Editors Alice Jardine and Paul Smith wrote in the Introduction to this 1987 book, “This book has its most immediate beginnings in two sessions conducted at the Modern Language Association [MLA] meetings , Washington D.C., December, 1984… These sessions were … intended to produce a dialogue between male and female academics around the question of ‘Men in Feminism.’ … The dialogue… provoked a certain amount of interest and even caused some little controversy. Several people … suggested that [the papers] be edited into a book… we began to draw up a list of possible contributors… as we think many of our contributors demonstrate, thinking about ‘men in feminism’ brings up questions and problems which go right to the heart of feminist theory… we have tried to continue the MLA dialogue here between roughly equal numbers of men and women… we have attempted to foreground the heterogeneity, to leave apparent the rough edges of this always impassioned debate.”

Alice Jardine wrote in her paper, “And what do feminists want? … we do not want you to MIMIC us, to become the same as us; we don’t want your pathos or your guilt; and we don’t even want your admiration… What we want, I would even say what we need, is your WORK. We need you to get down to serious work. And like all serious work, that involves struggle and gain… I would like to offer a short and pragmatic agenda for beginning this vast work which has yet to begin.
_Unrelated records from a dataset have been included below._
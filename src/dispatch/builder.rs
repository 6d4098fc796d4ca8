//! Assembles dispatch stacks from configuration.

use std::collections::HashMap;
use std::sync::Arc;

use tokio::sync::mpsc;
use tokenweave_types::Activity;

use crate::core::events::DispatchOutput;
use crate::error::{DispatchError, DispatchResult};

use super::config::{validate_stack_config, DispatchStackConfig, LayerConfig};
use super::error_bounce::ErrorBounce;
use super::invoke::Invoke;
use super::layer::{DispatchLayer, ProcessorSpec};
use super::loop_layer::Loop;
use super::parallelize::Parallelize;
use super::retry::Retry;
use super::stack::DispatchStack;

/// Activities addressable by name from configuration, e.g. loop conditions.
#[derive(Clone, Default)]
pub struct ActivityRegistry {
    activities: HashMap<String, Arc<dyn Activity>>,
}

impl ActivityRegistry {
    pub fn new() -> Self {
        Self::default()
    }

    /// Registers `activity` under its own name.
    pub fn register(&mut self, activity: Arc<dyn Activity>) {
        self.activities.insert(activity.name().to_string(), activity);
    }

    pub fn register_as(&mut self, name: impl Into<String>, activity: Arc<dyn Activity>) {
        self.activities.insert(name.into(), activity);
    }

    pub fn get(&self, name: &str) -> Option<Arc<dyn Activity>> {
        self.activities.get(name).cloned()
    }

    pub fn len(&self) -> usize {
        self.activities.len()
    }

    pub fn is_empty(&self) -> bool {
        self.activities.is_empty()
    }
}

pub struct DispatchStackBuilder {
    processor: ProcessorSpec,
    config: DispatchStackConfig,
    activities: Vec<Arc<dyn Activity>>,
    registry: ActivityRegistry,
}

impl DispatchStackBuilder {
    pub fn new(processor: ProcessorSpec) -> Self {
        Self {
            processor,
            config: DispatchStackConfig::default(),
            activities: Vec::new(),
            registry: ActivityRegistry::new(),
        }
    }

    /// Builder for a processor wrapping `activity` with its output ports.
    pub fn for_activity(activity: Arc<dyn Activity>) -> Self {
        Self::new(ProcessorSpec::for_activity(activity.as_ref())).activity(activity)
    }

    pub fn config(mut self, config: DispatchStackConfig) -> Self {
        self.config = config;
        self
    }

    pub fn layers(mut self, layers: Vec<LayerConfig>) -> Self {
        self.config.layers = layers;
        self
    }

    /// Adds an activity the invoke layer may run.
    pub fn activity(mut self, activity: Arc<dyn Activity>) -> Self {
        self.activities.push(activity);
        self
    }

    pub fn registry(mut self, registry: ActivityRegistry) -> Self {
        self.registry = registry;
        self
    }

    fn layer(&self, config: &LayerConfig) -> DispatchResult<Arc<dyn DispatchLayer>> {
        let grace_period = self.config.grace_period();
        let layer: Arc<dyn DispatchLayer> = match config {
            LayerConfig::Parallelize(parallelize) => {
                Arc::new(Parallelize::new(parallelize.clone(), grace_period))
            }
            LayerConfig::ErrorBounce => Arc::new(ErrorBounce::new(grace_period)),
            LayerConfig::Loop(looping) => {
                let condition = match &looping.condition {
                    Some(name) => Some(self.registry.get(name).ok_or_else(|| {
                        DispatchError::Configuration(format!(
                            "unknown loop condition activity '{}'",
                            name
                        ))
                    })?),
                    None => None,
                };
                Arc::new(Loop::new(looping.clone(), condition, grace_period))
            }
            LayerConfig::Retry(retry) => Arc::new(Retry::new(retry.clone(), grace_period)),
            LayerConfig::Invoke => Arc::new(Invoke::new()),
        };
        Ok(layer)
    }

    pub fn build(self) -> DispatchResult<(DispatchStack, mpsc::UnboundedReceiver<DispatchOutput>)> {
        validate_stack_config(&self.config)?;
        let layers = self
            .config
            .layers
            .iter()
            .map(|config| self.layer(config))
            .collect::<DispatchResult<Vec<_>>>()?;
        tracing::debug!(
            processor = %self.processor.name,
            layers = ?self.config.layers.iter().map(LayerConfig::name).collect::<Vec<_>>(),
            "built dispatch stack"
        );
        Ok(DispatchStack::new(
            self.processor,
            layers,
            self.activities,
            self.config.grace_period(),
        ))
    }
}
First… I think that you---our male allies---should issue a moratorium on talking about feminism/women/femininity/female sexuality/feminine identity, etc. It is much easier to speak about women than to speak AS a body-coded male---to imagine new man…” (Pg. 60)

P. Kamuf cites Paul Smith: “there is a risk of things seeming to settle too quickly, giving one but an imaginary resolution of the problem… He writes, 'in the context of academic feminist theory these men might perhaps do something akin to what women do within theory more generally: that is, they can be there to help to subvert, unsettle, and undermine the (seemingly rather fast to settle) laws of the discourse… This they might do purely by virtue of existing in it as a difference.’” (Pg. 80-81)

Cary Nelson suggests, “ As a discourse… feminism has no special need for male practitioners… feminism is structured, to be sure, by its differences with patriarchy… Like other theories grounded in its practitioners’s knowledge of a history of discrimination, feminism can gain a powerful (if not necessarily impartial) distance from the culture it critiques… feminists at present can benefit from the advocacy and self-reflection and alliance of men. This is not the same, however, as saying that feminists NEED men’s political cooperation, a claim that men may find reassuring but that may not be in women’s best interest.” (Pg. 156)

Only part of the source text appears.